PROVIDED RECORDS Start Marker
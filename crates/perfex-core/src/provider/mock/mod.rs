//! In-memory counter backend for tests and demo mode.

mod provider;
mod scenarios;

pub use provider::MockProvider;
//! Collector configuration binding.
//!
//! Each collector declares its options as [`ConfigOption`]s. Binding turns
//! them into [`ConfigInstance`]s from one of two sources:
//!
//! - a plain settings map (`"collector.net.nic-whitelist" → "eth.*"`), used
//!   when the exporter is embedded as a library or read from a config file;
//! - command-line flags registered on a clap `Command` (feature `cli`).
//!
//! Both paths share one resolution rule: an explicitly supplied value wins,
//! otherwise the option default applies. Bound settings are immutable.

use std::collections::HashMap;

use thiserror::Error;

/// Configuration problems detected before the first scrape.
#[derive(Debug, Error)]
pub enum ConfigError {
    #[error("invalid value {value:?} for {option}: {reason}")]
    InvalidValue {
        option: String,
        value: String,
        reason: String,
    },
    #[error("invalid pattern for {option}: {source}")]
    InvalidPattern {
        option: String,
        #[source]
        source: regex::Error,
    },
    #[error("unknown source {value:?} in {option}")]
    UnknownSource { option: String, value: String },
    #[error("config file: {0}")]
    Yaml(#[from] serde_yaml::Error),
    #[error("config file: {0}")]
    Io(#[from] std::io::Error),
}

/// A declared configuration option of a collector.
#[derive(Debug, Clone, Copy, PartialEq, Eq)]
pub struct ConfigOption {
    /// Dotted option name, also used as the long flag.
    pub name: &'static str,
    pub help: &'static str,
    pub default: &'static str,
}

/// An option bound to its resolved value.
#[derive(Debug, Clone, PartialEq, Eq)]
pub struct ConfigInstance {
    pub option: ConfigOption,
    pub value: String,
    /// `true` when the value came from the user rather than the default.
    pub explicit: bool,
}

impl ConfigInstance {
    fn resolve(option: ConfigOption, supplied: Option<String>) -> Self {
        match supplied {
            Some(value) => Self {
                option,
                value,
                explicit: true,
            },
            None => Self {
                option,
                value: option.default.to_string(),
                explicit: false,
            },
        }
    }
}

/// Resolved configuration of one collector.
#[derive(Debug, Clone, Default, PartialEq, Eq)]
pub struct CollectorSettings {
    instances: Vec<ConfigInstance>,
}

impl CollectorSettings {
    /// Binds `options` with `lookup` supplying explicit values.
    pub fn bind(options: &[ConfigOption], lookup: impl Fn(&str) -> Option<String>) -> Self {
        Self {
            instances: options
                .iter()
                .map(|opt| ConfigInstance::resolve(*opt, lookup(opt.name)))
                .collect(),
        }
    }

    /// Binds from a settings map. A missing key means "not supplied".
    pub fn from_map(options: &[ConfigOption], settings: &HashMap<String, String>) -> Self {
        Self::bind(options, |name| settings.get(name).cloned())
    }

    /// Resolved value of an option, `None` if the option was never declared.
    pub fn get(&self, name: &str) -> Option<&str> {
        self.instance(name).map(|i| i.value.as_str())
    }

    /// Resolved value, or the empty string for undeclared options.
    pub fn value(&self, name: &str) -> &str {
        self.get(name).unwrap_or_default()
    }

    pub fn instance(&self, name: &str) -> Option<&ConfigInstance> {
        self.instances.iter().find(|i| i.option.name == name)
    }

    pub fn instances(&self) -> &[ConfigInstance] {
        &self.instances
    }
}

/// Flattens a nested YAML mapping into dotted keys.
///
/// ```
/// let map = perfex_core::config::flatten_yaml("collector:\n  net:\n    nic-whitelist: eth.*\n").unwrap();
/// assert_eq!(map["collector.net.nic-whitelist"], "eth.*");
/// ```
///
/// Sequences are joined with `,` so list-valued options such as
/// `collectors.enabled` can be written either way.
pub fn flatten_yaml(source: &str) -> Result<HashMap<String, String>, ConfigError> {
    let root: serde_yaml::Value = serde_yaml::from_str(source)?;
    let mut out = HashMap::new();
    flatten_value(&root, String::new(), &mut out);
    Ok(out)
}

fn flatten_value(value: &serde_yaml::Value, prefix: String, out: &mut HashMap<String, String>) {
    use serde_yaml::Value;

    match value {
        Value::Null => {}
        Value::Mapping(map) => {
            for (k, v) in map {
                let Some(key) = scalar_to_string(k) else {
                    continue;
                };
                let path = if prefix.is_empty() {
                    key
                } else {
                    format!("{prefix}.{key}")
                };
                flatten_value(v, path, out);
            }
        }
        Value::Sequence(items) => {
            let joined: Vec<String> = items.iter().filter_map(scalar_to_string).collect();
            out.insert(prefix, joined.join(","));
        }
        Value::Tagged(tagged) => flatten_value(&tagged.value, prefix, out),
        scalar => {
            if let Some(s) = scalar_to_string(scalar) {
                out.insert(prefix, s);
            }
        }
    }
}

fn scalar_to_string(value: &serde_yaml::Value) -> Option<String> {
    use serde_yaml::Value;

    match value {
        Value::String(s) => Some(s.clone()),
        Value::Number(n) => Some(n.to_string()),
        Value::Bool(b) => Some(b.to_string()),
        _ => None,
    }
}

/// Reads and flattens a YAML config file.
pub fn load_yaml_file(path: &std::path::Path) -> Result<HashMap<String, String>, ConfigError> {
    let content = std::fs::read_to_string(path)?;
    flatten_yaml(&content)
}

#[cfg(feature = "cli")]
mod cli {
    use std::collections::HashMap;

    use clap::parser::ValueSource;
    use clap::{Arg, ArgAction, ArgMatches, Command};

    use super::{CollectorSettings, ConfigOption};

    /// Adds one `--<option.name>` flag per option.
    pub fn register_flags<'a>(
        mut cmd: Command,
        options: impl IntoIterator<Item = &'a ConfigOption>,
    ) -> Command {
        for opt in options {
            let mut arg = Arg::new(opt.name)
                .long(opt.name)
                .help(opt.help)
                .value_name("VALUE")
                .action(ArgAction::Set);
            if !opt.default.is_empty() {
                arg = arg.default_value(opt.default);
            }
            cmd = cmd.arg(arg);
        }
        cmd
    }

    /// Value of a flag the user actually passed (defaults do not count).
    fn explicit_flag(matches: &ArgMatches, name: &str) -> Option<String> {
        match matches.value_source(name) {
            Some(ValueSource::CommandLine) | Some(ValueSource::EnvVariable) => matches
                .try_get_one::<String>(name)
                .ok()
                .flatten()
                .cloned(),
            _ => None,
        }
    }

    impl CollectorSettings {
        /// Binds from parsed flags only.
        pub fn from_matches(options: &[ConfigOption], matches: &ArgMatches) -> Self {
            Self::bind(options, |name| explicit_flag(matches, name))
        }

        /// Binds from parsed flags, falling back to `file` for flags that were
        /// not given on the command line.
        pub fn from_matches_with_file(
            options: &[ConfigOption],
            matches: &ArgMatches,
            file: &HashMap<String, String>,
        ) -> Self {
            Self::bind(options, |name| {
                explicit_flag(matches, name).or_else(|| file.get(name).cloned())
            })
        }
    }
}

#[cfg(feature = "cli")]
pub use cli::register_flags;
PROVIDED RECORDS End Marker
■ **THE TASK**
Gather each line from the listing above that holds "ConfigError".

■ **ANSWER SPACE**
pub enum ConfigError {
pub fn flatten_yaml(source: &str) -> Result<HashMap<String, String>, ConfigError> {
pub fn load_yaml_file(path: &std::path::Path) -> Result<HashMap<String, String>, ConfigError> {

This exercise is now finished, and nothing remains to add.